Proof: √5 is an Irrational Number
Solution:
We will use the method of contradiction to prove that √5 is irrational.
Step 1: Assume √5 is rational.
If √5 is rational, it can be expressed as a fraction in the form a/b, where:
- a and b are integers,
- a and b are coprime (i.e., have no common factor other than 1),
- b ≠ 0.
Thus, we can write: √5 = a/b
Step 2: Rearrange the equation.
Multiply both sides by b to eliminate the denominator:
- 5b = a
- Squaring both sides gives:
- 5b² = a² (1)
Step 3: Analyze the implications.
- From 5b² = a², it follows that a² is divisible by 5.
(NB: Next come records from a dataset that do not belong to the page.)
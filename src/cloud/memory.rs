//! In-memory network API.
//!
//! # Responsibilities
//! - Hold backend pools keyed by (load balancer, pool)
//! - Record every call for inspection
//! - Inject failures for individual pools

use std::collections::{BTreeMap, VecDeque};
use std::sync::{Mutex, PoisonError};

use async_trait::async_trait;
use dashmap::DashMap;

use crate::cloud::types::{ApiError, ApiResult, PoolDefinition};
use crate::cloud::NetworkApi;

type PoolKey = (String, String);

/// A call observed by [`InMemoryNetworkApi`].
#[derive(Debug, Clone, PartialEq, Eq)]
pub enum ApiCall {
    Get {
        load_balancer: String,
        pool: String,
    },
    Update {
        load_balancer: String,
        pool: String,
        definition: PoolDefinition,
    },
}

impl ApiCall {
    pub fn is_update(&self) -> bool {
        matches!(self, ApiCall::Update { .. })
    }

    /// Whether this call addressed `pool` on `load_balancer`.
    pub fn targets(&self, lb: &str, name: &str) -> bool {
        match self {
            ApiCall::Get { load_balancer, pool } | ApiCall::Update { load_balancer, pool, .. } => {
                load_balancer.to_lowercase() == lb.to_lowercase() && pool == name
            }
        }
    }
}

/// Concurrency-safe stand-in for the cloud network API.
#[derive(Debug, Default)]
pub struct InMemoryNetworkApi {
    pools: DashMap<PoolKey, PoolDefinition>,
    get_failures: DashMap<PoolKey, VecDeque<ApiError>>,
    update_failures: DashMap<PoolKey, VecDeque<ApiError>>,
    calls: Mutex<Vec<ApiCall>>,
}

// Load balancer names are case-insensitive, pool names are not.
fn key(load_balancer: &str, pool: &str) -> PoolKey {
    (load_balancer.to_lowercase(), pool.to_string())
}

impl InMemoryNetworkApi {
    pub fn new() -> Self {
        Self::default()
    }

    /// Create or overwrite a pool.
    pub fn insert_pool(&self, load_balancer: &str, definition: PoolDefinition) {
        self.pools.insert(key(load_balancer, &definition.name), definition);
    }

    /// Current definition of a pool, if it exists.
    pub fn pool(&self, load_balancer: &str, pool: &str) -> Option<PoolDefinition> {
        self.pools.get(&key(load_balancer, pool)).map(|p| p.value().clone())
    }

    /// Every pool, keyed by "load_balancer/pool".
    pub fn snapshot(&self) -> BTreeMap<String, PoolDefinition> {
        self.pools
            .iter()
            .map(|entry| {
                let (lb, pool) = entry.key();
                (format!("{lb}/{pool}"), entry.value().clone())
            })
            .collect()
    }

    /// Fail the next fetch of `pool` with `error`. Queued failures are consumed in order.
    pub fn fail_next_get(&self, load_balancer: &str, pool: &str, error: ApiError) {
        self.get_failures.entry(key(load_balancer, pool)).or_default().push_back(error);
    }

    /// Fail the next update of `pool` with `error`.
    pub fn fail_next_update(&self, load_balancer: &str, pool: &str, error: ApiError) {
        self.update_failures.entry(key(load_balancer, pool)).or_default().push_back(error);
    }

    /// All calls observed so far, in order.
    pub fn calls(&self) -> Vec<ApiCall> {
        self.calls.lock().unwrap_or_else(PoisonError::into_inner).clone()
    }

    /// Number of fetches issued against a pool.
    pub fn get_count(&self, load_balancer: &str, pool: &str) -> usize {
        self.calls()
            .iter()
            .filter(|c| !c.is_update() && c.targets(load_balancer, pool))
            .count()
    }

    /// Number of updates issued against a pool.
    pub fn update_count(&self, load_balancer: &str, pool: &str) -> usize {
        self.calls()
            .iter()
            .filter(|c| c.is_update() && c.targets(load_balancer, pool))
            .count()
    }

    fn record(&self, call: ApiCall) {
        self.calls.lock().unwrap_or_else(PoisonError::into_inner).push(call);
    }

    fn take_failure(failures: &DashMap<PoolKey, VecDeque<ApiError>>, key: &PoolKey) -> Option<ApiError> {
        failures.get_mut(key).and_then(|mut queue| queue.pop_front())
    }
}

#[async_trait]
impl NetworkApi for InMemoryNetworkApi {
    async fn get_backend_pool(&self, load_balancer: &str, pool: &str) -> ApiResult<PoolDefinition> {
        self.record(ApiCall::Get {
            load_balancer: load_balancer.to_string(),
            pool: pool.to_string(),
        });

        let key = key(load_balancer, pool);
        if let Some(err) = Self::take_failure(&self.get_failures, &key) {
            return Err(err);
        }

        self.pools
            .get(&key)
            .map(|p| p.value().clone())
            .ok_or_else(|| ApiError::not_found(format!("backend pool {load_balancer}/{pool} not found")))
    }

    async fn create_or_update_backend_pool(
        &self,
        load_balancer: &str,
        pool: &str,
        definition: PoolDefinition,
    ) -> ApiResult<()> {
        self.record(ApiCall::Update {
            load_balancer: load_balancer.to_string(),
            pool: pool.to_string(),
            definition: definition.clone(),
        });

        let key = key(load_balancer, pool);
        if let Some(err) = Self::take_failure(&self.update_failures, &key) {
            return Err(err);
        }

        self.pools.insert(key, definition);
        Ok(())
    }
}
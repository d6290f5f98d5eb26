//! Configuration schema definitions.
//!
//! All types derive Serde traits for deserialization from config files.

use std::net::IpAddr;
use std::time::Duration;

use serde::{Deserialize, Serialize};

use crate::membership::{IpFamily, ServiceName, ServiceNameError, ServiceRoute};

/// Root configuration.
#[derive(Debug, Clone, Deserialize, Serialize, Default)]
#[serde(default)]
pub struct PoolSyncConfig {
    /// Drain loop settings.
    pub reconciler: ReconcilerConfig,

    /// Logging and metrics settings.
    pub observability: ObservabilityConfig,

    /// Load balancers and their initial backend pools.
    pub load_balancers: Vec<LoadBalancerConfig>,

    /// Locally routed services.
    pub services: Vec<ServiceConfig>,

    /// Known nodes and their private IPs.
    pub nodes: Vec<NodeConfig>,
}

/// Drain loop configuration.
#[derive(Debug, Clone, Deserialize, Serialize)]
#[serde(default)]
pub struct ReconcilerConfig {
    /// Seconds between drain cycles.
    pub update_interval_secs: u64,
}

impl ReconcilerConfig {
    pub fn update_interval(&self) -> Duration {
        Duration::from_secs(self.update_interval_secs)
    }
}

impl Default for ReconcilerConfig {
    fn default() -> Self {
        Self {
            update_interval_secs: 30,
        }
    }
}

/// Log output format.
#[derive(Debug, Clone, Copy, PartialEq, Eq, Default, Deserialize, Serialize)]
#[serde(rename_all = "lowercase")]
pub enum LogFormat {
    #[default]
    Pretty,
    Json,
}

/// Observability configuration.
#[derive(Debug, Clone, Deserialize, Serialize)]
#[serde(default)]
pub struct ObservabilityConfig {
    /// Log filter used when RUST_LOG is unset (e.g. "info", "backend_pool_sync=debug").
    pub log_level: String,

    pub log_format: LogFormat,

    /// Enable the Prometheus endpoint.
    pub metrics_enabled: bool,

    /// Prometheus endpoint bind address.
    pub metrics_address: String,
}

impl Default for ObservabilityConfig {
    fn default() -> Self {
        Self {
            log_level: "info".to_string(),
            log_format: LogFormat::Pretty,
            metrics_enabled: false,
            metrics_address: "0.0.0.0:9090".to_string(),
        }
    }
}

/// A load balancer and the pools it starts with.
#[derive(Debug, Clone, Deserialize, Serialize)]
pub struct LoadBalancerConfig {
    pub name: String,

    #[serde(default)]
    pub pools: Vec<PoolConfig>,
}

/// Initial state of a backend pool.
#[derive(Debug, Clone, Deserialize, Serialize)]
pub struct PoolConfig {
    pub name: String,

    #[serde(default)]
    pub addresses: Vec<IpAddr>,
}

/// A locally routed service.
#[derive(Debug, Clone, Deserialize, Serialize)]
pub struct ServiceConfig {
    /// "namespace/name".
    pub name: String,

    /// Load balancer the service is assigned to.
    pub load_balancer: String,

    #[serde(default)]
    pub ip_family: IpFamily,
}

impl ServiceConfig {
    pub fn service_name(&self) -> Result<ServiceName, ServiceNameError> {
        self.name.parse()
    }

    pub fn route(&self) -> ServiceRoute {
        ServiceRoute::new(self.load_balancer.clone(), self.ip_family)
    }
}

/// A node and its private IPs.
#[derive(Debug, Clone, Deserialize, Serialize)]
pub struct NodeConfig {
    pub name: String,

    #[serde(default)]
    pub ips: Vec<IpAddr>,
}

#[cfg(test)]
mod tests {
    use super::*;

    #[test]
    fn test_defaults() {
        let config = PoolSyncConfig::default();
        assert_eq!(config.reconciler.update_interval(), Duration::from_secs(30));
        assert_eq!(config.observability.log_format, LogFormat::Pretty);
        assert!(!config.observability.metrics_enabled);
        assert!(config.services.is_empty());
    }

    #[test]
    fn test_full_document() {
        let config: PoolSyncConfig = toml::from_str(
            r#"
            [reconciler]
            update_interval_secs = 5

            [observability]
            log_format = "json"

            [[load_balancers]]
            name = "lb1"

            [[load_balancers.pools]]
            name = "test-svc1"
            addresses = ["10.0.0.1"]

            [[services]]
            name = "test/svc1"
            load_balancer = "lb1"

            [[services]]
            name = "test/svc2"
            load_balancer = "lb1"
            ip_family = "IPv6"

            [[nodes]]
            name = "node1"
            ips = ["10.0.0.1", "fd00::1"]
            "#,
        )
        .unwrap();

        assert_eq!(config.reconciler.update_interval_secs, 5);
        assert_eq!(config.observability.log_format, LogFormat::Json);
        assert_eq!(config.observability.log_level, "info");
        assert_eq!(config.load_balancers[0].pools[0].addresses.len(), 1);
        assert_eq!(config.services[0].ip_family, IpFamily::Ipv4);
        assert_eq!(config.services[1].route(), ServiceRoute::new("lb1", IpFamily::Ipv6));
        assert_eq!(config.services[1].service_name().unwrap(), ServiceName::new("test", "svc2"));
        assert_eq!(config.nodes[0].ips.len(), 2);
    }
}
- Since 5 is a prime number, this implies that ‘a’ itself must also be divisible by 5.
- Let a = 5c, where c is an integer.
Step 4: Substitute a = 5c into equation (1).
Substituting a = 5c into 5b² = a²:
- 5b² = (5c)²
- 5b² = 25c²
- Divide both sides by 5:
- b² = 5c² (2)
Step 5: Analyze the implications for b.
From b² = 5c², it follows that b² is divisible by 5.
Since 5 is a prime number, b itself must also be divisible by 5.
Step 6: Contradiction.
From the above steps, both a and b are divisible by 5, which contradicts the assumption that a and b are coprime (i.e., they have no common factor other than 1).
Step 7: Conclusion.
The contradiction arises because our initial assumption – that √5 is rational – is incorrect.
Therefore, √5 is an irrational number.